The Adventurer's Guide marks a change in Paizo's policies, which now allow for Pathfinder campaign setting material to be included in Pathfinder RPG-line products that were previously setting-neutral, and for that material to also advance the setting's timeline. Among other conclusions, the results of this decision can include assuming that certain events from an adventure path take place with a specific canon result, or that characters did (or didn't) survive the adventure path.
As such, starting with the Adventurer's Guide these books are considered Tier 1 resources for setting canon, and because they are newer than the adventure paths that they reference, new or changed information about those adventure paths that appears in RPG-line books should reflect the current canon state of the setting on the wiki.

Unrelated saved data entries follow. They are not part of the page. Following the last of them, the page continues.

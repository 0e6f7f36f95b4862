//! store
//!
//! The persistence collaborator boundary.
//!
//! # Architecture
//!
//! The repository core does not own durability. It consumes an
//! [`EntityStore`]: a document store keyed by `(kind, id)` with an
//! optimistic version check, relationship-edge primitives, an append-only
//! version history, and tag application keyed by target FQN. Hosts plug in
//! their own implementation; [`memory::InMemoryStore`] is the reference
//! implementation used by tests and embeddable directly.
//!
//! # Concurrency
//!
//! Implementations must be safe to invoke re-entrantly from multiple
//! threads; the core holds no locks of its own. Conflicting writers against
//! the same entity are serialized by the store's version check, surfacing
//! [`StoreError::Conflict`], which is retryable by the caller. The core
//! never auto-retries.

pub mod memory;

use serde::{Deserialize, Serialize};
use thiserror::Error;

use crate::core::change::ChangeDescription;
use crate::core::entity::TagLabel;
use crate::core::fqn::Fqn;
use crate::core::types::{EntityId, EntityKind, VersionNumber};
use crate::graph::{Edge, EdgePattern};

pub use memory::InMemoryStore;

/// Errors from the persistence collaborator.
#[derive(Debug, Error)]
pub enum StoreError {
    /// No document exists for the kind/id.
    #[error("document not found: {kind}/{id}")]
    NotFound { kind: EntityKind, id: EntityId },

    /// The optimistic version check failed - a concurrent writer won.
    ///
    /// Retryable: re-read the entity and reapply the change.
    #[error("version conflict: expected {expected}, found {actual}")]
    Conflict {
        expected: VersionNumber,
        actual: VersionNumber,
    },

    /// A stored document could not be parsed.
    #[error("failed to parse document: {0}")]
    Parse(String),

    /// A value could not be serialized for storage.
    #[error("failed to serialize: {0}")]
    Serialize(String),
}

/// One entry in an entity's append-only version history.
///
/// Keyed by `(entity_id, version)`; holds the document snapshot at that
/// version and the change description that produced it.
#[derive(Debug, Clone, PartialEq, Serialize, Deserialize)]
#[serde(rename_all = "camelCase")]
pub struct VersionRecord {
    pub version: VersionNumber,
    /// The stored document snapshot (JSON) at this version.
    pub document: String,
    pub change: ChangeDescription,
    pub recorded_by: Option<String>,
}

/// The persistence collaborator consumed by the repository.
///
/// Documents are opaque JSON strings; the store only inspects the envelope
/// far enough to maintain its version check and FQN lookup.
pub trait EntityStore: Send + Sync {
    /// Read a document, `None` if absent.
    fn get_document(&self, kind: &EntityKind, id: EntityId)
        -> Result<Option<String>, StoreError>;

    /// Write a document.
    ///
    /// When `expected_version` is set, the write only succeeds if the
    /// currently stored document carries that version; otherwise
    /// [`StoreError::Conflict`] is returned and nothing is written.
    fn put_document(
        &self,
        kind: &EntityKind,
        id: EntityId,
        document: &str,
        expected_version: Option<VersionNumber>,
    ) -> Result<(), StoreError>;

    /// Delete a document.
    fn delete_document(&self, kind: &EntityKind, id: EntityId) -> Result<(), StoreError>;

    /// Look up an entity id by its fully-qualified name.
    fn find_id_by_name(&self, kind: &EntityKind, fqn: &Fqn) -> Result<Option<EntityId>, StoreError>;

    /// Add an edge with upsert semantics. Returns whether the edge was new.
    fn add_edge(&self, edge: Edge) -> Result<bool, StoreError>;

    /// Delete all edges matching the pattern, returning how many were removed.
    fn delete_edges(&self, pattern: &EdgePattern) -> Result<usize, StoreError>;

    /// Find all edges matching the pattern.
    fn find_edges(&self, pattern: &EdgePattern) -> Result<Vec<Edge>, StoreError>;

    /// Append a version-history record. Re-writing an existing version
    /// replaces that record, so retried writers converge.
    fn put_version(&self, entity: EntityId, record: VersionRecord) -> Result<(), StoreError>;

    /// All history records for an entity, oldest first.
    fn get_versions(&self, entity: EntityId) -> Result<Vec<VersionRecord>, StoreError>;

    /// One history record, `None` if absent.
    fn get_version(
        &self,
        entity: EntityId,
        version: VersionNumber,
    ) -> Result<Option<VersionRecord>, StoreError>;

    /// Drop an entity's entire history (hard delete only).
    fn delete_versions(&self, entity: EntityId) -> Result<(), StoreError>;

    /// Replace the full tag label set for a target FQN.
    fn apply_tags(&self, target: &Fqn, labels: &[TagLabel]) -> Result<(), StoreError>;

    /// Read the tag label set for a target FQN.
    fn get_tags(&self, target: &Fqn) -> Result<Vec<TagLabel>, StoreError>;

    /// Drop all tags for a target FQN.
    fn delete_tags(&self, target: &Fqn) -> Result<(), StoreError>;
}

Pathfinder RPG-line books older than the Adventurer's Guide are not Tier 1 resources, and their contents do not necessarily reflect the canon setting. Creature statistics from Bestiary volumes remain the sole exception to this rule; bestiaries are still considered Tier 1 sources, but only for creature statistics.
Specific sources
What about the old Compleat Encounters? One of them is called The Vault of the Whispering Tyrant. Are they canon?
While some of these products refer to people, or places from the Pathfinder campaign setting, Paizo staff have stated here and here that they merely serve as inspiration for the current incarnation of Golarion. As such, these products shouldn't be used as source material for PathfinderWiki articles.
I heard that the information in Guardians of Dragonfall isn't valid any more... what's up with that?
It turns out that there was some miscommunication with the the author of that Pathfinder Module, which led to some material being included that didn't fit Paizo's vision of how dragons of Golarion should be portrayed. James Jacobs stated here and here that J2 shouldn't be taken as a source for information on Golarion.
Corrections and clarifications
Is everything said or written by a member of the Paizo staff about the campaign setting considered canon?
No. To quote James Jacobs about answers provided on the Paizo messageboards: "... keep in mind that answers provided via the boards here are not canon, since they're not printed and haven't gone through the same quality-control process that our printed words do."
PathfinderWiki acknowledges that venues like the Paizo messageboards provide fans with useful places to request corrections and clarifications about published canon works, but the wiki intentionally designates that only "verifiable statements from Paizo editorial staff that correct or clarify specific canon setting details" are canon, and that those details do not override any other published canon works.
Is a retcon a correction or clarification? Does a retcon create a canon conflict?
PathfinderWiki handles deliberate, intentional retroactive changes to canon continuity, also referred to retcons, differently from official statements correcting content errors or clarifying unintentional canon conflicts. Retcons are not part of the tiered canon source system because handling them often requires more subjective consideration than a tiered system with prescriptive outcomes can provide. They also benefit from more guidance on communicating those changes than resolving a canon conflict, and might require handling them uniquely and with consensus in order for the wiki to be made and remain internally consistent as a result of the change.
Legacy content
Archives of Nethys (AoN) lists a subject as legacy content, but PathfinderWiki doesn't. Why do the designations differ?
PathfinderWiki flags some First Edition subjects as legacy content that aren't related to the Pathfinder Remaster. Why?
While some omissions or inclusions of legacy content banners on PathfinderWiki might be in error, note that AoN programmatically designates all Pathfinder Second Edition content published prior to the Pathfinder Remaster as "legacy content". AoN's definition includes subjects confirmed to still be canon in Remastered works because it is focused on game mechanics. As a project that comparatively avoids mechanics and focuses on setting canon, PathfinderWiki's definition does not align perfectly with AoN's.
Also, the Pathfinder Remaster project is the most wide-reaching cause of legacy content designations, but not the only one. Content such as coeurl, deep crow, or certain Elder Mythos content from Strange Aeons are designated as legacy content because they were specifically and narrowly licensed by Paizo from third parties, and Paizo is similarly legally unable to reference those subjects again unless they re-license them.